Department of Surgery, University Hospital Giessen and Marburg, Baldingerstraße 1, 35043, Marburg, Germany.
World J Surg. 2011 Nov;35(11):2422-7. doi: 10.1007/s00268-011-1221-5.
Primary hyperaldosteronism (PHA) frequently causes secondary hypertension and is a surgically amenable disease if associated with unilateral adenoma. Patients who underwent laparoscopic adrenalectomy at the authors' department were followed to identify clinical parameters that predict resolution of hypertension.
All patients with PHA and adrenalectomy from 1993 to 2009 were identified. Charts and follow-up data were reviewed for clinical parameters and hormone levels. Univariate and multivariate analysis were performed with SPSS 15.0.
A cohort of 30 female and 24 male patients underwent laparoscopic adrenalectomy. Hypokalemia was observed in 47/54 (87%) patients. Twenty patients (37%) were cured without any further need of antihypertensive medication, 20 (37%) patients experienced an improvement in hypertension, and 14 (26%) patients remain unaffected. Consequently, hypertension was resolved or improved in 40/54 (74%) patients. A shorter duration of hypertension (<6 years), the number of antihypertensive drugs (<3), and the serum creatinine level (<1.3 mmol/l) were independent predictors of resolution of hypertension in a multivariate analysis. At final follow-up after a mean of 49 ± 40 months, resolution of hypertension was observed in 17/30 (57%) patients. Interestingly, in 10/17 patients a period longer than 12 months was required before a resolution of hypertension was observed. Coexistent hyperplasia, which was observed in 30% of patients, did not correlate with outcome.

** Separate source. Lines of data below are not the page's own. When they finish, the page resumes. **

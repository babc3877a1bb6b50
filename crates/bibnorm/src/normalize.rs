//! The load → capitalize → map → write pipeline

use std::path::Path;

use tracing::{debug, info};

use crate::config::Config;
use crate::error::{Error, Result};
use crate::formatter::format_bibliography;
use crate::parser::{parse, BibTeXParseResult};
use crate::title::capitalize_titles;
use crate::venue::{VenueMapper, DEFAULT_VENUE_FIELDS};

/// Counts reported after a run
#[derive(Debug, Clone, Copy, Default, PartialEq, Eq)]
pub struct NormalizeStats {
    pub entries: usize,
    pub titles: usize,
    pub venues: usize,
}

/// Parse BibTeX text, failing on the first malformed entry
pub fn load_bibliography(input: &str) -> Result<BibTeXParseResult> {
    let mut bibliography = parse(input)?;
    if !bibliography.errors.is_empty() {
        let first = bibliography.errors.swap_remove(0);
        return Err(Error::Parse {
            line: first.line,
            message: first.message,
        });
    }
    Ok(bibliography)
}

#[derive(Debug, Clone)]
pub struct Normalizer {
    mapper: VenueMapper,
    venue_fields: Vec<String>,
}

impl Default for Normalizer {
    fn default() -> Self {
        Self::new(
            VenueMapper::new(),
            DEFAULT_VENUE_FIELDS.iter().map(|f| f.to_string()).collect(),
        )
    }
}

impl Normalizer {
    pub fn new(mapper: VenueMapper, venue_fields: Vec<String>) -> Self {
        Self {
            mapper,
            venue_fields,
        }
    }

    pub fn from_config(config: &Config) -> Result<Self> {
        Ok(Self::new(config.venue_mapper()?, config.venue_fields.clone()))
    }

    /// Capitalize all titles, then map all venues, in place
    pub fn normalize(&self, bibliography: &mut BibTeXParseResult) -> NormalizeStats {
        let titles = capitalize_titles(&mut bibliography.entries);
        let venues = self
            .mapper
            .map_venues(&mut bibliography.entries, &self.venue_fields);

        NormalizeStats {
            entries: bibliography.entries.len(),
            titles,
            venues,
        }
    }

    /// Normalize BibTeX text and return the formatted result
    pub fn normalize_str(&self, input: &str) -> Result<(String, NormalizeStats)> {
        let mut bibliography = load_bibliography(input)?;
        let stats = self.normalize(&mut bibliography);
        Ok((format_bibliography(&bibliography), stats))
    }

    /// Read `input`, normalize it and write `output`.
    ///
    /// Nothing is written unless reading and parsing succeed.
    pub fn normalize_file(&self, input: &Path, output: &Path) -> Result<NormalizeStats> {
        let content = std::fs::read_to_string(input).map_err(|source| Error::Read {
            path: input.to_path_buf(),
            source,
        })?;
        debug!(path = %input.display(), bytes = content.len(), "read bibliography");

        let (formatted, stats) = self.normalize_str(&content)?;

        std::fs::write(output, formatted).map_err(|source| Error::Write {
            path: output.to_path_buf(),
            source,
        })?;
        info!(
            input = %input.display(),
            output = %output.display(),
            entries = stats.entries,
            titles = stats.titles,
            venues = stats.venues,
            "normalized bibliography"
        );

        Ok(stats)
    }
}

In 50% of patients with PHA, hypertension resolves after laparoscopic adrenalectomy, but the process may require more than 12 months. Patients with a duration of hypertension of more than 6 years, more than 3 antihypertensive drugs, and elevated serum creatinine have a higher risk of persistent hypertension after surgery. Coexistent hyperplasia in the resected adrenal gland is not associated with persistent hypertension.
原发性醛固酮增多症(PHA)常导致继发性高血压,如果与单侧腺瘤有关,则是一种可通过手术治疗的疾病。作者所在科室对接受腹腔镜肾上腺切除术的患者进行了随访,以确定预测高血压缓解的临床参数。
从 1993 年至 2009 年,确定了所有患有 PHA 和肾上腺切除术的患者。对图表和随访数据进行了回顾,以评估临床参数和激素水平。使用 SPSS 15.0 进行单变量和多变量分析。
一组 30 名女性和 24 名男性患者接受了腹腔镜肾上腺切除术。47/54(87%)名患者出现低钾血症。20 名(37%)患者无需进一步使用抗高血压药物即可治愈,20 名(37%)患者高血压得到改善,14 名(26%)患者未受影响。因此,在 54 名患者中,40 名(74%)患者的高血压得到缓解或改善。多变量分析显示,高血压病程较短(<6 年)、降压药数量较少(<3 种)和血清肌酐水平较低(<1.3mmol/l)是高血压缓解的独立预测因素。在平均 49±40 个月的最终随访时,17/30(57%)名患者的高血压得到缓解。有趣的是,在 10/17 名患者中,需要超过 12 个月的时间才能观察到高血压的缓解。在 30%的患者中观察到共存增生,但与结果无关。
在 50%的 PHA 患者中,高血压在腹腔镜肾上腺切除术后得到缓解,但这一过程可能需要超过 12 个月。高血压病程超过 6 年、使用超过 3 种降压药和血清肌酐升高的患者术后持续性高血压的风险更高。切除的肾上腺中存在共存增生与持续性高血压无关。